■ Task directions:
From the records below, copy out each line that has the word "ParamSchema".

Records contained in a dataset:
********

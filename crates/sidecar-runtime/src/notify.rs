use serde::{Deserialize, Serialize};
use std::collections::BTreeSet;

const NOTE_CHANGED: &str = "note_changed";

/// Change event supplied by the host inside a hook context, or reported
/// by a mutating tool.
#[derive(Debug, Clone, Serialize, Deserialize, PartialEq)]
pub struct Notification {
    #[serde(rename = "type")]
    pub kind: String,

    #[serde(default)]
    pub files: Vec<String>,
}

impl Notification {
    /// Event for a single changed note.
    pub fn note_changed(name: &str) -> Self {
        Self {
            kind: NOTE_CHANGED.to_string(),
            files: vec![name.to_string()],
        }
    }
}

/// Collapse change notifications into one user-facing summary.
///
/// Filters to `note_changed`, dedupes and sorts the affected filenames,
/// and returns `None` when nothing relevant happened.
pub fn aggregate(notifications: &[Notification]) -> Option<String> {
    let changed: BTreeSet<&str> = notifications
        .iter()
        .filter(|n| n.kind == NOTE_CHANGED)
        .flat_map(|n| n.files.iter().map(String::as_str))
        .collect();
    if changed.is_empty() {
        return None;
    }
    let joined = changed.into_iter().collect::<Vec<_>>().join(", ");
    Some(format!("[note-update] changed: {joined}"))
}
use anyhow::Result;
use std::sync::Arc;

use crate::hooks::HookResult;
use crate::notes::NotesStore;
use crate::notify::Notification;
use crate::tool::{Arguments, ParamSchema, Tool, ToolSchema};

use super::NAME_PARAM_DESC;

pub struct NoteDelete {
    store: Arc<NotesStore>,
}

impl NoteDelete {
    pub fn new(store: Arc<NotesStore>) -> Self {
        Self { store }
    }
}

impl Tool for NoteDelete {
    fn name(&self) -> &'static str {
        "note_delete"
    }

    fn schema(&self) -> ToolSchema {
        ToolSchema {
            name: "note_delete",
            description: "delete a note",
            params: vec![ParamSchema::described("name", NAME_PARAM_DESC)],
        }
    }

    fn invoke(&self, args: &Arguments) -> Result<HookResult> {
        let name = args.require_str("name")?;
        if !self.store.delete(name)? {
            return Ok(HookResult::with_result(format!("not found: {name}")));
        }
        Ok(HookResult {
            result: Some(format!("deleted {name}")),
            modified: Some(vec![name.to_string()]),
            notify: Some(vec![Notification::note_changed(name)]),
            ..HookResult::default()
        })
    }
}
// Copyright (c) 2025 Soumyadip Sarkar.
// All rights reserved.
//
// This source code is licensed under the license found in the
// LICENSE file in the root directory of this source tree.

use billed::format::{
    DateStyle, format_date, format_status, parse_bill_date, try_format_date,
};
use billed::models::BillStatus;
use chrono::NaiveDate;

#[test]
fn iso_style_keeps_sortable_shape() {
    assert_eq!(format_date("2004-04-04", DateStyle::Iso), "2004-04-04");
    assert_eq!(
        format_date("2004-04-04T08:30:00+02:00", DateStyle::Iso),
        "2004-04-04"
    );
}

#[test]
fn french_short_matches_display_format() {
    assert_eq!(
        try_format_date("2004-04-04", DateStyle::FrenchShort).unwrap(),
        "4 Avr. 04"
    );
    assert_eq!(
        try_format_date("2022-12-25", DateStyle::FrenchShort).unwrap(),
        "25 Déc. 22"
    );
}

#[test]
fn malformed_date_comes_back_untouched() {
    assert!(try_format_date("not a date", DateStyle::Iso).is_err());
    assert_eq!(format_date("not a date", DateStyle::Iso), "not a date");
    assert_eq!(format_date("2004-13-45", DateStyle::FrenchShort), "2004-13-45");
}

#[test]
fn timestamps_reduce_to_day() {
    assert_eq!(
        parse_bill_date("2003-03-03T10:15:00Z"),
        NaiveDate::from_ymd_opt(2003, 3, 3)
    );
    assert_eq!(
        parse_bill_date("2003-03-03T10:15:00.250"),
        NaiveDate::from_ymd_opt(2003, 3, 3)
    );
    assert_eq!(parse_bill_date(""), None);
}

#[test]
fn status_labels_and_passthrough() {
    assert_eq!(format_status(&BillStatus::Pending), "En attente");
    assert_eq!(format_status(&BillStatus::Accepted), "Accepté");
    assert_eq!(format_status(&BillStatus::Refused), "Refusé");
    assert_eq!(
        format_status(&BillStatus::from("archived")),
        "archived"
    );
}

#[test]
fn date_style_parses_cli_spellings() {
    assert_eq!("ISO".parse::<DateStyle>().unwrap(), DateStyle::Iso);
    assert_eq!(
        "french-short".parse::<DateStyle>().unwrap(),
        DateStyle::FrenchShort
    );
    assert!("long".parse::<DateStyle>().is_err());
}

********

■ Your solution:
use crate::tool::{Arguments, ParamSchema, Tool, ToolSchema};
            params: vec![ParamSchema::described("name", NAME_PARAM_DESC)],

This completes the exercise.